Data excerpts
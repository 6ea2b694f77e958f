use async_trait::async_trait;
use clap::ValueEnum;
use k8s_openapi::api::core::v1::{Namespace, Secret};
use k8s_openapi::api::networking::v1::Ingress;
use kube::api::{Api, ListParams};
use kube::{Client, ResourceExt};

use super::{CertificateDirectory, TLS_CERT_KEY};
use crate::error::DirectoryError;
use crate::models::CertificateSource;

const TLS_SECRET_TYPE: &str = "kubernetes.io/tls";

/// Set by kubed on secrets it replicated from another namespace.
const KUBED_ORIGIN_NAMESPACE_LABEL: &str = "kubed.appscode.com/origin.namespace";

/// Which objects a refresh cycle treats as certificate sources.
#[derive(Debug, Clone, Copy, PartialEq, Eq, ValueEnum)]
pub enum SourceKind {
    /// TLS sections of Ingress objects, with their hosts as expected names
    Ingress,
    /// Every `kubernetes.io/tls` Secret, without expected names
    Secrets,
}

/// [`CertificateDirectory`] backed by the Kubernetes API.
#[derive(Clone)]
pub struct KubeDirectory {
    client: Client,
    kind: SourceKind,
}

impl KubeDirectory {
    pub fn new(client: Client, kind: SourceKind) -> Self {
        Self { client, kind }
    }

    async fn ingress_sources(&self, namespace: &str) -> Result<Vec<CertificateSource>, DirectoryError> {
        let api: Api<Ingress> = Api::namespaced(self.client.clone(), namespace);
        let ingresses = api.list(&ListParams::default()).await?;

        Ok(ingresses
            .items
            .iter()
            .flat_map(|ingress| ingress_tls_sources(ingress, namespace))
            .collect())
    }

    async fn secret_sources(&self, namespace: &str) -> Result<Vec<CertificateSource>, DirectoryError> {
        let api: Api<Secret> = Api::namespaced(self.client.clone(), namespace);
        let secrets = api.list(&ListParams::default()).await?;

        Ok(secrets
            .items
            .iter()
            .filter(|secret| is_original_tls_secret(secret, namespace))
            .map(|secret| CertificateSource::new(secret.name_any(), namespace, secret.name_any(), Vec::new()))
            .collect())
    }
}

/// One source per `spec.tls[]` entry that names a secret.
fn ingress_tls_sources(ingress: &Ingress, namespace: &str) -> Vec<CertificateSource> {
    let owner = ingress.name_any();

    ingress
        .spec
        .as_ref()
        .and_then(|spec| spec.tls.as_ref())
        .into_iter()
        .flatten()
        .filter_map(|tls| {
            let secret_name = tls.secret_name.as_ref()?;
            let hosts = tls.hosts.clone().unwrap_or_default();
            Some(CertificateSource::new(owner.clone(), namespace, secret_name.clone(), hosts))
        })
        .collect()
}

/// TLS secrets, minus kubed replicas whose origin lies in another namespace.
fn is_original_tls_secret(secret: &Secret, namespace: &str) -> bool {
    if secret.type_.as_deref() != Some(TLS_SECRET_TYPE) {
        return false;
    }

    match secret.labels().get(KUBED_ORIGIN_NAMESPACE_LABEL) {
        Some(origin) => origin == namespace,
        None => true,
    }
}

fn map_get_error(err: kube::Error, kind: &'static str, namespace: &str, name: &str) -> DirectoryError {
    match err {
        kube::Error::Api(response) if response.code == 404 => DirectoryError::NotFound {
            kind,
            namespace: namespace.to_string(),
            name: name.to_string(),
        },
        kube::Error::Api(response) if response.code == 403 => DirectoryError::AccessDenied(response.message),
        other => DirectoryError::Api(other),
    }
}

fn map_list_error(err: kube::Error) -> DirectoryError {
    match err {
        kube::Error::Api(response) if response.code == 403 => DirectoryError::AccessDenied(response.message),
        other => DirectoryError::Api(other),
    }
}

#[async_trait]
impl CertificateDirectory for KubeDirectory {
    async fn list_namespaces(&self) -> Result<Vec<String>, DirectoryError> {
        let api: Api<Namespace> = Api::all(self.client.clone());
        let namespaces = api.list(&ListParams::default()).await.map_err(map_list_error)?;

        Ok(namespaces.items.iter().map(|ns| ns.name_any()).collect())
    }

    async fn list_tls_sources(&self, namespace: &str) -> Result<Vec<CertificateSource>, DirectoryError> {
        let sources = match self.kind {
            SourceKind::Ingress => self.ingress_sources(namespace).await,
            SourceKind::Secrets => self.secret_sources(namespace).await,
        };

        sources.map_err(|e| match e {
            DirectoryError::Api(err) => map_list_error(err),
            other => other,
        })
    }

    async fn fetch_certificate_payload(
        &self,
        namespace: &str,
        secret_name: &str,
    ) -> Result<Option<Vec<u8>>, DirectoryError> {
        let api: Api<Secret> = Api::namespaced(self.client.clone(), namespace);
        let secret = api
            .get(secret_name)
            .await
            .map_err(|e| map_get_error(e, "secret", namespace, secret_name))?;

        Ok(secret
            .data
            .and_then(|mut data| data.remove(TLS_CERT_KEY))
            .map(|bytes| bytes.0))
    }
}
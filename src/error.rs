//! Error types shared across the refresh pipeline.
//!
//! `RefreshError`'s `Display` output is what operators read in the status
//! document, so every variant names the object it concerns.

use std::time::Duration;

use thiserror::Error;

/// Failures decoding a certificate payload.
#[derive(Debug, Clone, PartialEq, Eq, Error)]
pub enum ParseError {
    #[error("tls.crt does not exist in {namespace}/{name}")]
    MissingPayload { namespace: String, name: String },

    #[error("tls.crt for {namespace}/{name} is empty")]
    EmptyPayload { namespace: String, name: String },

    #[error("failed to decode certificate {namespace}/{name}: {reason}")]
    DecodeFailure {
        namespace: String,
        name: String,
        reason: String,
    },

    #[error("failed to parse certificate {namespace}/{name}: {reason}")]
    ParseFailure {
        namespace: String,
        name: String,
        reason: String,
    },
}

/// Failures talking to the Cluster Directory.
#[derive(Debug, Error)]
pub enum DirectoryError {
    #[error("{kind} {namespace}/{name} not found")]
    NotFound {
        kind: &'static str,
        namespace: String,
        name: String,
    },

    #[error("access denied: {0}")]
    AccessDenied(String),

    #[error("{operation} timed out after {}s", .timeout.as_secs())]
    Timeout {
        operation: String,
        timeout: Duration,
    },

    #[error("kubernetes API error: {0}")]
    Api(#[from] kube::Error),
}

/// Categorized failures of a single refresh cycle.
#[derive(Debug, Error)]
pub enum RefreshError {
    #[error("failed to list namespaces: {0}")]
    Enumeration(#[source] DirectoryError),

    #[error("failed to list TLS sources in namespace {namespace}: {source}")]
    NamespaceListing {
        namespace: String,
        #[source]
        source: DirectoryError,
    },

    #[error("failed to fetch secret {namespace}/{secret_name} for {owner}: {source}")]
    SourceFetch {
        namespace: String,
        secret_name: String,
        owner: String,
        #[source]
        source: DirectoryError,
    },

    #[error(transparent)]
    Parse(#[from] ParseError),
}

/// Failures building the kube client at startup.
#[derive(Debug, Error)]
pub enum ClientError {
    #[error("no readable kubeconfig in {0}")]
    NoKubeconfig(String),

    #[error("invalid kubeconfig: {0}")]
    Kubeconfig(#[from] kube::config::KubeconfigError),

    #[error("no in-cluster configuration and no kubeconfig found: {0}")]
    InCluster(#[from] kube::config::InClusterError),

    #[error("failed to create kubernetes client: {0}")]
    Client(#[from] kube::Error),
}
//! Self-signed test certificates with controllable validity windows.
use rcgen::{CertificateParams, DnType, KeyPair};
use time::OffsetDateTime;

/// `n` days plus an hour of slack, so whole-day truncation still lands on `n`
/// however long the test takes between generating and classifying.
pub fn days(n: i64) -> chrono::Duration {
    chrono::Duration::days(n) + chrono::Duration::hours(1)
}

/// PEM certificate covering `sans`, valid from a week ago until `valid_for` from now.
pub fn certificate_pem(sans: &[&str], valid_for: chrono::Duration) -> String {
    let mut params = CertificateParams::new(sans.iter().map(|s| s.to_string()).collect::<Vec<_>>()).unwrap();
    if let Some(first) = sans.first() {
        params.distinguished_name.push(DnType::CommonName, *first);
    }

    let now = OffsetDateTime::now_utc();
    params.not_before = now - time::Duration::days(7);
    params.not_after = now + time::Duration::seconds(valid_for.num_seconds());

    let key = KeyPair::generate().unwrap();
    params.self_signed(&key).unwrap().pem()
}
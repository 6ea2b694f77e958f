use chrono::{DateTime, Utc};

use super::hostname::certificate_covers;
use crate::models::{CertificateVerdict, ParsedCertificate, Severity, ThresholdConfig};

const SECONDS_PER_DAY: i64 = 86_400;

/// Whole days between `now` and `not_after`, truncated toward zero.
pub fn days_left(not_after: DateTime<Utc>, now: DateTime<Utc>) -> i64 {
    (not_after.timestamp() - now.timestamp()) / SECONDS_PER_DAY
}

/// Classifies a certificate against its expected hosts and the expiry thresholds.
///
/// Severity tracks expiry only. Validity is lost either by expiring or by
/// failing to cover one of `expected_hosts`; a host mismatch on its own
/// leaves the severity at OK.
pub fn classify(
    certificate: &ParsedCertificate,
    expected_hosts: &[String],
    thresholds: &ThresholdConfig,
    now: DateTime<Utc>,
) -> CertificateVerdict {
    let days_left = days_left(certificate.not_after, now);

    let host_mismatches: Vec<String> = expected_hosts
        .iter()
        .filter(|host| !certificate_covers(certificate, host))
        .map(|host| format!("certificate does not cover host {host}"))
        .collect();

    let mut is_valid = host_mismatches.is_empty();

    let (severity, diagnostic) = if days_left <= 0 {
        is_valid = false;
        (Severity::Crit, Some(format!("expired on {}", certificate.not_after)))
    } else if days_left <= thresholds.critical_days_left {
        (
            Severity::Crit,
            Some(format!("will expire in {days_left} days ({})", certificate.not_after)),
        )
    } else if days_left < thresholds.warn_days_left {
        (
            Severity::Warn,
            Some(format!("will expire in {days_left} days ({})", certificate.not_after)),
        )
    } else {
        (Severity::Ok, None)
    };

    CertificateVerdict {
        days_left,
        is_valid,
        severity,
        diagnostic,
        host_mismatches,
    }
}
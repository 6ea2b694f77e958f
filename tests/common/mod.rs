#![allow(dead_code)]

pub mod fake_directory;
pub mod test_certs;

pub use fake_directory::{FakeDirectory, SwappableDirectory};
pub use test_certs::{certificate_pem, days};
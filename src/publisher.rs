use std::sync::{Arc, PoisonError, RwLock};

use chrono::Utc;

use crate::models::Snapshot;

/// Holds the current [`Snapshot`].
///
/// Snapshots are swapped in whole behind an `Arc`; the lock is only held for
/// the pointer clone or assignment, so readers never wait on a refresh cycle
/// and never see a snapshot under construction.
pub struct StatusPublisher {
    current: RwLock<Arc<Snapshot>>,
}

impl StatusPublisher {
    /// Starts out serving an empty snapshot stamped with the current time.
    pub fn new() -> Self {
        Self::with_snapshot(Snapshot::empty(Utc::now()))
    }

    pub fn with_snapshot(snapshot: Snapshot) -> Self {
        Self {
            current: RwLock::new(Arc::new(snapshot)),
        }
    }

    pub fn current_snapshot(&self) -> Arc<Snapshot> {
        let current = self.current.read().unwrap_or_else(PoisonError::into_inner);
        Arc::clone(&current)
    }

    /// Installs `snapshot` as current; the previous one is dropped once its
    /// last reader lets go of it.
    pub fn publish(&self, snapshot: Snapshot) {
        let snapshot = Arc::new(snapshot);
        *self.current.write().unwrap_or_else(PoisonError::into_inner) = snapshot;
    }
}

impl Default for StatusPublisher {
    fn default() -> Self {
        Self::new()
    }
}
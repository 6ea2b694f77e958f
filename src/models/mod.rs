pub mod certificate;
pub mod k8s;
pub mod snapshot;

use chrono::{DateTime, Utc};
use serde::Serializer;

pub use certificate::{CertificateRecord, CertificateVerdict, ParsedCertificate, Severity, ThresholdConfig};
pub use k8s::CertificateSource;
pub use snapshot::Snapshot;

/// Timestamps are published as display strings (`2025-01-31 12:00:00 UTC`),
/// not RFC 3339, so monitoring scripts can print them verbatim.
pub(crate) fn display_time<S: Serializer>(time: &DateTime<Utc>, serializer: S) -> Result<S::Ok, S::Error> {
    serializer.collect_str(time)
}
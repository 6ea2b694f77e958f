use std::future::Future;
use std::sync::Arc;
use std::time::{Duration, Instant};

use chrono::{DateTime, Utc};

use crate::certs::{classify, parse_certificate};
use crate::cluster::CertificateDirectory;
use crate::error::{DirectoryError, RefreshError};
use crate::models::{CertificateRecord, CertificateSource, ParsedCertificate, Severity, Snapshot, ThresholdConfig};
use crate::publisher::StatusPublisher;

/// Periodically rebuilds the certificate snapshot from the cluster and
/// publishes it.
///
/// Each cycle starts from nothing: every source is listed, fetched, parsed and
/// classified again, and failures only ever cost the source they concern.
pub struct RefreshLoop {
    directory: Arc<dyn CertificateDirectory>,
    publisher: Arc<StatusPublisher>,
    thresholds: ThresholdConfig,
    interval: Duration,
    call_timeout: Duration,
}

/// Data accumulated while one cycle runs; never visible to readers.
#[derive(Default)]
struct Cycle {
    records: Vec<CertificateRecord>,
    warnings: Vec<String>,
    errors: Vec<String>,
}

impl Cycle {
    fn fail(&mut self, error: RefreshError) {
        self.errors.push(error.to_string());
    }

    fn into_snapshot(self, generated_at: DateTime<Utc>) -> Snapshot {
        Snapshot::new(generated_at, self.records, self.warnings, self.errors)
    }
}

impl RefreshLoop {
    pub fn new(
        directory: Arc<dyn CertificateDirectory>,
        publisher: Arc<StatusPublisher>,
        thresholds: ThresholdConfig,
        interval: Duration,
        call_timeout: Duration,
    ) -> Self {
        Self {
            directory,
            publisher,
            thresholds,
            interval,
            call_timeout,
        }
    }

    /// Runs cycles forever, sleeping `interval` between the end of one and the
    /// start of the next.
    pub async fn run(self) {
        log::info!("refresh: updating every {}s", self.interval.as_secs());
        loop {
            self.run_cycle().await;
            tokio::time::sleep(self.interval).await;
        }
    }

    /// Builds a snapshot for the current time and publishes it.
    pub async fn run_cycle(&self) {
        let started_at = Utc::now();
        let started = Instant::now();
        log::info!("refresh: fetching certificate data");

        let snapshot = self.collect(started_at).await;

        for error in &snapshot.errors {
            log::error!("refresh: {error}");
        }
        for warning in &snapshot.warnings {
            log::warn!("refresh: {warning}");
        }
        log::info!(
            "refresh: fetched {} certificate(s) in {} seconds",
            snapshot.records.len(),
            started.elapsed().as_secs()
        );

        self.publisher.publish(snapshot);
    }

    /// Builds the snapshot of one cycle that started at `now`, without publishing it.
    pub async fn collect(&self, now: DateTime<Utc>) -> Snapshot {
        let mut cycle = Cycle::default();

        let namespaces = match self
            .bounded(|| "listing namespaces".to_string(), self.directory.list_namespaces())
            .await
        {
            Ok(namespaces) => namespaces,
            Err(e) => {
                cycle.fail(RefreshError::Enumeration(e));
                return cycle.into_snapshot(now);
            }
        };

        for namespace in &namespaces {
            let sources = match self
                .bounded(
                    || format!("listing TLS sources in {namespace}"),
                    self.directory.list_tls_sources(namespace),
                )
                .await
            {
                Ok(sources) => sources,
                Err(source) => {
                    cycle.fail(RefreshError::NamespaceListing {
                        namespace: namespace.clone(),
                        source,
                    });
                    continue;
                }
            };

            for source in sources {
                self.inspect(source, now, &mut cycle).await;
            }
        }

        cycle.into_snapshot(now)
    }

    async fn inspect(&self, source: CertificateSource, now: DateTime<Utc>, cycle: &mut Cycle) {
        let payload = self
            .bounded(
                || format!("fetching secret {}/{}", source.namespace, source.secret_name),
                self.directory
                    .fetch_certificate_payload(&source.namespace, &source.secret_name),
            )
            .await;

        let payload = match payload {
            Ok(payload) => payload,
            Err(e) => {
                cycle.fail(RefreshError::SourceFetch {
                    namespace: source.namespace.clone(),
                    secret_name: source.secret_name.clone(),
                    owner: source.owner_name.clone(),
                    source: e,
                });
                return;
            }
        };

        let certificate = match parse_certificate(payload.as_deref(), &source.namespace, &source.secret_name) {
            Ok(certificate) => certificate,
            Err(e) => {
                cycle.fail(e.into());
                cycle.records.push(CertificateRecord::unparsed(source));
                return;
            }
        };

        let verdict = classify(&certificate, &source.expected_hosts, &self.thresholds, now);
        let prefix = diagnostic_prefix(&source, &certificate);

        if let Some(diagnostic) = &verdict.diagnostic {
            match verdict.severity {
                Severity::Crit => cycle.errors.push(format!("{prefix} {diagnostic}")),
                Severity::Warn => cycle.warnings.push(format!("{prefix} {diagnostic}")),
                Severity::Ok => {}
            }
        }
        for mismatch in &verdict.host_mismatches {
            log::warn!("refresh: {prefix} {mismatch}");
        }

        cycle
            .records
            .push(CertificateRecord::classified(source, certificate, verdict));
    }

    /// Bounds a Cluster Directory call by the configured timeout.
    async fn bounded<T>(
        &self,
        operation: impl FnOnce() -> String,
        call: impl Future<Output = Result<T, DirectoryError>>,
    ) -> Result<T, DirectoryError> {
        match tokio::time::timeout(self.call_timeout, call).await {
            Ok(result) => result,
            Err(_) => Err(DirectoryError::Timeout {
                operation: operation(),
                timeout: self.call_timeout,
            }),
        }
    }
}

/// `certificate ns/owner (host, host)`; the certificate's own DNS names stand
/// in when the owner expects no hosts.
fn diagnostic_prefix(source: &CertificateSource, certificate: &ParsedCertificate) -> String {
    let hosts = if source.expected_hosts.is_empty() {
        certificate.dns_names.join(", ")
    } else {
        source.expected_hosts.join(", ")
    };
    format!("certificate {} ({hosts})", source.qualified_name())
}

TASK STATEMENT:
Every line that contains "expiry" should be copied out of the data.

SOLUTION:
/// Classifies a certificate against its expected hosts and the expiry thresholds.
/// Severity tracks expiry only. Validity is lost either by expiring or by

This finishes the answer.